Malgré tout, l’industrie pornographique a mauvaise presse et cherche à se racheter une conduite depuis qu’elle est aussi responsable du déréglement climatique. Ses serveurs surchauffent, et elle en a beaucoup. En 2018, Pornhub enregistre plus de 900 requêtes par seconde à travers le monde, et 200 000 vidéos sont visionnées chaque minute. Ce poids considérable dans le marché accule les patrons du sexe à répondre aux accusations qui leur sont faites, notamment vis-à-vis des jeunes qui découvrent le X à 11 ans ou des femmes qui ne se retrouvent pas dans les contenus, trop souvent misogynes.
Le cas Bella Thorne
Bella Thorne est l’une des figures de proue du porno éthique. À 22 ans, cette ex-égérie de la chaîne Disney Channel cummule près de 21 millions de followers sur Instagram et revendique une sexualité moderne, affranchie du règne du mâle blanc hétérosexuel dominant. Passée derrière la caméra, elle a décroché le trophée du meilleur réalisateur lors des Pornhub Awards grâce à son film X Her & Him.

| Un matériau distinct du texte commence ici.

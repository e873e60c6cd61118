use axum::extract::State;
use axum::http::{header, HeaderMap, HeaderValue, StatusCode};
use axum::response::IntoResponse;
use tokio::time::{timeout, Duration};
use tracing::error;

use backend_application::queries::health_queries;
use backend_application::AppState;

use crate::error::HttpError;

pub async fn health_live() -> StatusCode {
    StatusCode::OK
}

pub async fn health_ready(State(state): State<AppState>) -> Result<StatusCode, HttpError> {
    let timeout_secs = state.config.request_timeout_seconds.max(1);
    match timeout(
        Duration::from_secs(timeout_secs),
        health_queries::check_readiness(&state),
    )
    .await
    {
        Ok(Ok(())) => Ok(StatusCode::OK),
        Ok(Err(err)) => Err(HttpError::Unavailable(err.public_message())),
        Err(_) => {
            error!("ready check timeout after {}s", timeout_secs);
            Err(HttpError::Unavailable("ready check timed out".to_string()))
        }
    }
}

pub async fn metrics_prometheus(State(state): State<AppState>) -> impl IntoResponse {
    let payload = state.metrics.render_prometheus();
    let mut headers = HeaderMap::new();
    headers.insert(
        header::CONTENT_TYPE,
        HeaderValue::from_static("text/plain; version=0.0.4; charset=utf-8"),
    );
    (headers, payload)
}
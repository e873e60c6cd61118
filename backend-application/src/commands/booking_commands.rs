use tracing::{error, info, warn};

use crate::{AppError, AppState};
use backend_domain::{
    normalize_value, vendor_id_of, Actor, Booking, BookingReceipt, DomainError, Event,
};

/// Reserves a spot at a local event, or answers with the ticket link for a
/// catalog event. External events never touch the ledger.
pub async fn book_event(
    state: &AppState,
    actor: &Actor,
    event_id: &str,
) -> Result<BookingReceipt, AppError> {
    if let Some(vendor_id) = vendor_id_of(event_id) {
        let event = fetch_external_event(state, vendor_id).await?;
        let ticket_url = event.ticket_url().map(str::to_string).ok_or_else(|| {
            AppError::Upstream(format!("external event '{}' has no ticket link", event_id))
        })?;
        state.metrics.record_external_redirect();
        info!(event_id, user_id = %actor.id, "external booking redirected");
        return Ok(BookingReceipt::Redirect {
            event_id: event.id,
            ticket_url,
        });
    }

    match state.ledger.reserve(event_id, &actor.id).await {
        Ok(booking) => {
            state.metrics.record_booking();
            info!(booking_id = %booking.id, event_id, user_id = %actor.id, "booking created");
            Ok(BookingReceipt::Reserved(booking))
        }
        Err(err @ DomainError::Capacity { .. }) => {
            state.metrics.record_rejected_full();
            warn!(event_id, user_id = %actor.id, "booking rejected: event full");
            Err(err.into())
        }
        Err(err) => Err(observe(state, err)),
    }
}

pub async fn cancel_booking(
    state: &AppState,
    actor: &Actor,
    booking_id: &str,
) -> Result<Booking, AppError> {
    let booking = state
        .ledger
        .release(booking_id, actor)
        .await
        .map_err(|err| observe(state, err))?;
    state.metrics.record_cancellation();
    info!(booking_id, event_id = %booking.event_id, actor_id = %actor.id, "booking cancelled");
    Ok(booking)
}

pub(crate) async fn fetch_external_event(
    state: &AppState,
    vendor_id: &str,
) -> Result<Event, AppError> {
    let record = state.catalog.get_event(vendor_id).await.map_err(|err| {
        state.metrics.record_catalog_failure();
        warn!("catalog lookup for '{}' failed: {}", vendor_id, err);
        AppError::Upstream(format!("failed to fetch event '{}' from the catalog", vendor_id))
    })?;
    normalize_value(&record).map_err(|err| {
        state.metrics.record_skipped_records(1);
        warn!("catalog record '{}' skipped: {}", vendor_id, err);
        AppError::Upstream(format!("catalog returned an unusable record for '{}'", vendor_id))
    })
}

/// Counts and logs consistency faults before they leave the application.
pub(crate) fn observe(state: &AppState, err: DomainError) -> AppError {
    if let DomainError::Consistency(detail) = &err {
        state.metrics.record_consistency_fault();
        error!("consistency check failed: {}", detail);
    }
    err.into()
}
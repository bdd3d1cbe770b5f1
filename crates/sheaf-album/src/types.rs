use thiserror::Error;

#[derive(Error, Debug)]
pub enum AlbumError {
    #[error("index {index} out of range for {len} page(s)")]
    IndexOutOfRange { index: usize, len: usize },
}

pub type Result<T> = std::result::Result<T, AlbumError>;

/// Which page actions are currently available, derived fresh per query
#[derive(Debug, Clone, Copy, PartialEq, Eq, Default)]
pub struct Controls {
    pub can_step_back: bool,
    pub can_step_forward: bool,
    pub can_remove: bool,
    pub can_rotate: bool,
    pub can_save: bool,
}

/// What happened to a rotate trigger
#[derive(Debug, Clone, Copy, PartialEq, Eq)]
pub enum RotateOutcome {
    /// The active page was transposed and the view refreshed
    Applied,
    /// A rotation was already in flight; this trigger was dropped
    Busy,
    /// No active page to rotate
    NothingToRotate,
}

/// A block move reported by the page list.
///
/// Rows `start..=end_inclusive` were lifted as one block. A `destination`
/// past the block lands it with its last row at `destination`; a
/// `destination` before it lands it with its first row there. Destinations
/// inside `start..=end_inclusive + 1` put every row back where it started.
#[derive(Debug, Clone, Copy, PartialEq, Eq)]
pub struct RowMove {
    pub start: usize,
    pub end_inclusive: usize,
    pub destination: usize,
}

Le porno a donc beaucoup à gagner en se rachetant une conduite, quitte à s’autoparodier ou devenir résolument cool en invitant Kanye West ou Kali Uchis. Surtout, il a compris que la jet-set était un vivier intarissable : en 2013 la société de “divertissement pour adultes” GameLink aurait proposé plus d’un million de dollars à Miley Cyrus pour qu’elle réalise son propre film pornographique avec “contrôle créatif total”.

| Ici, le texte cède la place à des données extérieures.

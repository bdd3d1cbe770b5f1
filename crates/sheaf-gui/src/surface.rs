//! egui implementation of the navigator's surface contract
//!
//! Every bitmap the navigator hands over is copied onto the GPU right
//! here, in the same call; nothing keeps a reference into the album, so a
//! later in-place rotation cannot invalidate what is on screen.

use eframe::egui;
use image::RgbaImage;
use sheaf_album::{Page, PageId, PageSurface};
use std::collections::HashMap;
use std::path::Path;

/// Thumbnails are this many pixels wide; height follows the aspect ratio.
const THUMB_WIDTH: u32 = 48;

pub struct ViewSurface {
    ctx: egui::Context,
    preview: Option<egui::TextureHandle>,
    source_label: String,
    /// Keyed by page identity, so reorders cost nothing and a removal
    /// drops exactly one texture.
    thumbnails: HashMap<PageId, egui::TextureHandle>,
    highlight_row: Option<usize>,
    scroll_request: Option<usize>,
}

impl ViewSurface {
    pub fn new(ctx: &egui::Context) -> Self {
        Self {
            ctx: ctx.clone(),
            preview: None,
            source_label: String::new(),
            thumbnails: HashMap::new(),
            highlight_row: None,
            scroll_request: None,
        }
    }

    pub fn preview(&self) -> Option<&egui::TextureHandle> {
        self.preview.as_ref()
    }

    pub fn source_label(&self) -> &str {
        &self.source_label
    }

    pub fn thumbnail(&self, id: PageId) -> Option<&egui::TextureHandle> {
        self.thumbnails.get(&id)
    }

    pub fn highlight_row(&self) -> Option<usize> {
        self.highlight_row
    }

    /// The row the list should scroll into view this frame, if any.
    pub fn take_scroll_request(&mut self) -> Option<usize> {
        self.scroll_request.take()
    }

    fn upload_thumbnail(&mut self, page: &Page) {
        let image = page.image();
        let height = (image.height() * THUMB_WIDTH / image.width().max(1)).max(1);
        let small = image::imageops::thumbnail(image, THUMB_WIDTH, height);
        let color = egui::ColorImage::from_rgba_unmultiplied(
            [small.width() as usize, small.height() as usize],
            small.as_raw(),
        );
        let texture = self.ctx.load_texture(
            format!("thumb-{}", page.id().0),
            color,
            egui::TextureOptions::LINEAR,
        );
        self.thumbnails.insert(page.id(), texture);
    }
}

impl PageSurface for ViewSurface {
    fn show_page(&mut self, image: &RgbaImage, source: &Path) {
        let color = egui::ColorImage::from_rgba_unmultiplied(
            [image.width() as usize, image.height() as usize],
            image.as_raw(),
        );
        if let Some(texture) = &mut self.preview {
            texture.set(color, egui::TextureOptions::LINEAR);
        } else {
            self.preview = Some(
                self.ctx
                    .load_texture("preview", color, egui::TextureOptions::LINEAR),
            );
        }
        self.source_label = source.display().to_string();
    }

    fn clear_page(&mut self) {
        self.preview = None;
        self.source_label.clear();
        self.highlight_row = None;
        self.scroll_request = None;
    }

    fn list_inserted(&mut self, _row: usize, page: &Page) {
        self.upload_thumbnail(page);
    }

    fn list_removed(&mut self, _row: usize, id: PageId) {
        self.thumbnails.remove(&id);
    }

    fn page_updated(&mut self, _row: usize, page: &Page) {
        self.upload_thumbnail(page);
    }

    fn highlight(&mut self, row: usize) {
        self.highlight_row = Some(row);
        self.scroll_request = Some(row);
    }
}
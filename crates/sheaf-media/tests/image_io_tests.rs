use image::{Rgba, RgbaImage};
use sheaf_media::{MediaError, open_image};
use std::fs;
use tempfile::tempdir;

fn write_test_png(dir: &std::path::Path, name: &str, width: u32, height: u32) -> std::path::PathBuf {
    let path = dir.join(name);
    let img = RgbaImage::from_pixel(width, height, Rgba([10, 20, 30, 255]));
    img.save(&path).unwrap();
    path
}

#[test]
fn test_open_image_decodes_to_rgba() {
    let dir = tempdir().unwrap();
    let path = write_test_png(dir.path(), "page.png", 3, 2);

    let img = open_image(&path).unwrap();
    assert_eq!(img.dimensions(), (3, 2));
    assert_eq!(img.get_pixel(0, 0).0, [10, 20, 30, 255]);
}

#[test]
fn test_open_image_rejects_garbage() {
    let dir = tempdir().unwrap();
    let path = dir.path().join("notes.txt");
    fs::write(&path, b"this is not pixel data").unwrap();

    let err = open_image(&path).unwrap_err();
    match err {
        MediaError::NotAnImage { path: reported, .. } => assert_eq!(reported, path),
        other => panic!("expected NotAnImage, got {other:?}"),
    }
}

#[test]
fn test_open_image_missing_file_is_io_error() {
    let dir = tempdir().unwrap();
    let path = dir.path().join("does-not-exist.png");

    let err = open_image(&path).unwrap_err();
    match err {
        MediaError::Io { path: reported, .. } => assert_eq!(reported, path),
        other => panic!("expected Io, got {other:?}"),
    }
}

#[tokio::test]
async fn test_load_image_async() {
    let dir = tempdir().unwrap();
    let path = write_test_png(dir.path(), "page.png", 5, 4);

    let img = sheaf_media::load_image(&path).await.unwrap();
    assert_eq!(img.dimensions(), (5, 4));
}
mod album;
mod guard;
mod nav;
mod page;
mod surface;
mod types;

pub use album::Album;
pub use guard::{FlightPermit, SingleFlight};
pub use nav::Navigator;
pub use page::{Page, PageId};
pub use surface::PageSurface;
pub use types::*;
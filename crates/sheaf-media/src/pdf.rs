//! PDF assembly: one page per bitmap, in sequence order

use crate::types::{MediaError, Result};
use ::image::RgbaImage;
use printpdf::*;
use std::io::Cursor;
use std::path::Path;

/// Pages are sized so one pixel maps to one PDF point.
const EXPORT_DPI: f32 = 72.0;

const MM_PER_INCH: f32 = 25.4;

/// Render `pages` into a single PDF document in memory.
///
/// Each bitmap becomes one full-bleed page whose MediaBox matches the
/// bitmap's pixel dimensions in points. An empty slice renders an empty
/// document; callers that write files skip the write instead.
pub fn render_pdf_bytes(pages: &[&RgbaImage]) -> Result<Vec<u8>> {
    let mut doc = PdfDocument::new("Sheaf");
    let mut warnings = Vec::new();

    for image in pages {
        // printpdf ingests encoded bytes, so round each bitmap through PNG
        let mut encoded = Vec::new();
        image
            .write_to(&mut Cursor::new(&mut encoded), ::image::ImageFormat::Png)
            .map_err(|e| MediaError::Pdf(format!("encode page: {e}")))?;

        let raw = RawImage::decode_from_bytes(&encoded, &mut warnings).map_err(MediaError::Pdf)?;
        let image_id = doc.add_image(&raw);

        let width_mm = image.width() as f32 * MM_PER_INCH / EXPORT_DPI;
        let height_mm = image.height() as f32 * MM_PER_INCH / EXPORT_DPI;

        let ops = vec![Op::UseXobject {
            id: image_id,
            transform: XObjectTransform {
                dpi: Some(EXPORT_DPI),
                ..Default::default()
            },
        }];

        doc.pages.push(PdfPage::new(Mm(width_mm), Mm(height_mm), ops));
    }

    let bytes = doc.save(&PdfSaveOptions::default(), &mut warnings);

    Ok(bytes)
}

/// Write `pages` to `path` as a single PDF.
///
/// An empty sequence is a successful no-op: no file is created or touched.
pub fn write_pdf(path: impl AsRef<Path>, pages: &[&RgbaImage]) -> Result<()> {
    if pages.is_empty() {
        return Ok(());
    }

    let path = path.as_ref();
    let bytes = render_pdf_bytes(pages)?;
    std::fs::write(path, bytes).map_err(|source| MediaError::Io {
        path: path.to_owned(),
        source,
    })
}

/// Async export: rendering is CPU-bound and runs on the blocking pool,
/// the file write goes through tokio. Same empty-sequence no-op as
/// [`write_pdf`].
pub async fn save_pdf(path: impl AsRef<Path>, pages: Vec<RgbaImage>) -> Result<()> {
    if pages.is_empty() {
        return Ok(());
    }

    let path = path.as_ref().to_owned();
    let bytes = tokio::task::spawn_blocking(move || {
        let refs: Vec<&RgbaImage> = pages.iter().collect();
        render_pdf_bytes(&refs)
    })
    .await??;

    tokio::fs::write(&path, bytes)
        .await
        .map_err(|source| MediaError::Io { path, source })?;

    Ok(())
}
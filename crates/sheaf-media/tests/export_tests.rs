use image::{Rgba, RgbaImage};
use lopdf::{Document, Object};
use sheaf_media::{Rotation, render_pdf_bytes, save_pdf, write_pdf};
use tempfile::tempdir;

fn page(width: u32, height: u32) -> RgbaImage {
    RgbaImage::from_pixel(width, height, Rgba([200, 120, 40, 255]))
}

fn number(obj: &Object) -> f32 {
    match obj {
        Object::Integer(i) => *i as f32,
        Object::Real(r) => *r,
        other => panic!("unexpected MediaBox entry: {other:?}"),
    }
}

/// MediaBox width and height in points for a 1-based page number.
fn media_box(doc: &Document, page_number: u32) -> (f32, f32) {
    let pages = doc.get_pages();
    let page_id = pages[&page_number];
    let dict = doc.get_object(page_id).unwrap().as_dict().unwrap();
    let media_box = dict.get(b"MediaBox").unwrap().as_array().unwrap();
    let x0 = number(&media_box[0]);
    let y0 = number(&media_box[1]);
    let x1 = number(&media_box[2]);
    let y1 = number(&media_box[3]);
    (x1 - x0, y1 - y0)
}

fn assert_close(actual: f32, expected: f32) {
    assert!(
        (actual - expected).abs() < 0.5,
        "expected {expected}, got {actual}"
    );
}

#[test]
fn test_export_one_page_per_bitmap_in_order() {
    let a = page(120, 80);
    let b = page(100, 60);
    let bytes = render_pdf_bytes(&[&a, &b]).unwrap();

    let doc = Document::load_mem(&bytes).unwrap();
    assert_eq!(doc.get_pages().len(), 2);

    let (w, h) = media_box(&doc, 1);
    assert_close(w, 120.0);
    assert_close(h, 80.0);

    let (w, h) = media_box(&doc, 2);
    assert_close(w, 100.0);
    assert_close(h, 60.0);
}

#[test]
fn test_export_preserves_rotated_orientation() {
    // First page turned 90 degrees, second untouched, third turned 270
    let first = Rotation::Clockwise90.apply(&page(120, 80));
    let second = page(100, 60);
    let third = Rotation::Clockwise270.apply(&page(90, 40));

    let bytes = render_pdf_bytes(&[&first, &second, &third]).unwrap();
    let doc = Document::load_mem(&bytes).unwrap();
    assert_eq!(doc.get_pages().len(), 3);

    let (w, h) = media_box(&doc, 1);
    assert_close(w, 80.0);
    assert_close(h, 120.0);

    let (w, h) = media_box(&doc, 2);
    assert_close(w, 100.0);
    assert_close(h, 60.0);

    let (w, h) = media_box(&doc, 3);
    assert_close(w, 40.0);
    assert_close(h, 90.0);
}

#[test]
fn test_write_pdf_creates_file() {
    let dir = tempdir().unwrap();
    let out = dir.path().join("album.pdf");

    let single = page(64, 48);
    write_pdf(&out, &[&single]).unwrap();

    let doc = Document::load(&out).unwrap();
    assert_eq!(doc.get_pages().len(), 1);
}

#[test]
fn test_write_pdf_empty_sequence_writes_nothing() {
    let dir = tempdir().unwrap();
    let out = dir.path().join("album.pdf");

    write_pdf(&out, &[]).unwrap();
    assert!(!out.exists());
}

#[tokio::test]
async fn test_save_pdf_async() {
    let dir = tempdir().unwrap();
    let out = dir.path().join("album.pdf");

    save_pdf(&out, vec![page(32, 32), page(20, 10)]).await.unwrap();

    let doc = Document::load(&out).unwrap();
    assert_eq!(doc.get_pages().len(), 2);
}

#[tokio::test]
async fn test_save_pdf_empty_sequence_writes_nothing() {
    let dir = tempdir().unwrap();
    let out = dir.path().join("album.pdf");

    save_pdf(&out, Vec::new()).await.unwrap();
    assert!(!out.exists());
}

Le tabou et l’assurance du buzz
Lindsay Lohan, Christina Aguilera, Demi Lovato… Avides de transgression artificielle les stars se sont longtemps contentées de flirter avec le porno. En 1992, Madonna crée la polémique avec Sex, un ouvrage de photographies sulfureuses qui accompagne son cinquième album Erotica. Sur la couverture, une phrase on ne peut plus claire : “Je vais vous apprendre à baiser.” 26 ans plus tard, la rappeuse Brooke Candy ne se contente plus d’un livre mais réalise carrément un court-métrage pornographique. En 40 minutes, I Love You plonge le spectateur dans un univers onirique à la gloire de la sexualité queer. On y découvre les ébats sexuels d’acteurs porno, nichés dans un décor céleste qui évoque la Grèce antique. Les extraits les plus softs cartonnent sur YouTube et invitent à en découvrir davantage sur le site du producteur… Pornhub.

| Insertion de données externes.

use anyhow::Result;
use clap::{Parser, ValueEnum};
use image::RgbaImage;
use sheaf_media::Rotation;
use std::path::PathBuf;

#[derive(Parser)]
#[command(name = "sheaf", about = "Assemble images into a single PDF", version)]
struct Cli {
    /// Input image files, in page order
    #[arg(required = true, num_args = 1..)]
    images: Vec<PathBuf>,

    /// Output PDF file
    #[arg(short, long)]
    output: PathBuf,

    /// Rotate every page clockwise before assembly
    #[arg(long, value_enum)]
    rotate: Option<RotateArg>,
}

#[derive(Clone, Copy, ValueEnum)]
enum RotateArg {
    Cw90,
    Cw180,
    Cw270,
}

impl From<RotateArg> for Rotation {
    fn from(arg: RotateArg) -> Self {
        match arg {
            RotateArg::Cw90 => Self::Clockwise90,
            RotateArg::Cw180 => Self::Clockwise180,
            RotateArg::Cw270 => Self::Clockwise270,
        }
    }
}

#[tokio::main]
async fn main() -> Result<()> {
    let cli = Cli::parse();

    let mut pages: Vec<RgbaImage> = Vec::with_capacity(cli.images.len());
    for path in &cli.images {
        pages.push(sheaf_media::load_image(path).await?);
    }

    if let Some(arg) = cli.rotate {
        let rotation = Rotation::from(arg);
        pages = pages.iter().map(|page| rotation.apply(page)).collect();
    }

    let count = pages.len();
    sheaf_media::save_pdf(&cli.output, pages).await?;
    println!("Assembled {} page(s) → {}", count, cli.output.display());

    Ok(())
}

Si le sexe fait vendre, il entre aussi dans le processus de mutation des jeunes filles sages en pleine crise d’ado. En 2014, alors qu’elle se mue peu à peu en pop star sulfureuse pour briser son pacte avec Mickey, Miley Cyrus – autrefois héroïne Disney Channel – débarque au festival du film porno de New York. Du moins en vidéo. Réalisé par l’artiste britannique Quentin Jones, le clip Tongue Tied ouvre l’événement et révèle la chanteuse bouillonnante yeux bandés, comme tranchée par des lanières de latex. La provocation n’est pas punk, elle est minutieusement calculée. Mais cet élan sexuel demeure un phénomène principalement occidental. En 2015, la chanteuse ougandaise Jemimah Kansiime est incarcérée pendant cinq semaines après avoir publié un clip musical dans lequel on apercevait simplement ses jambes et son décolleté.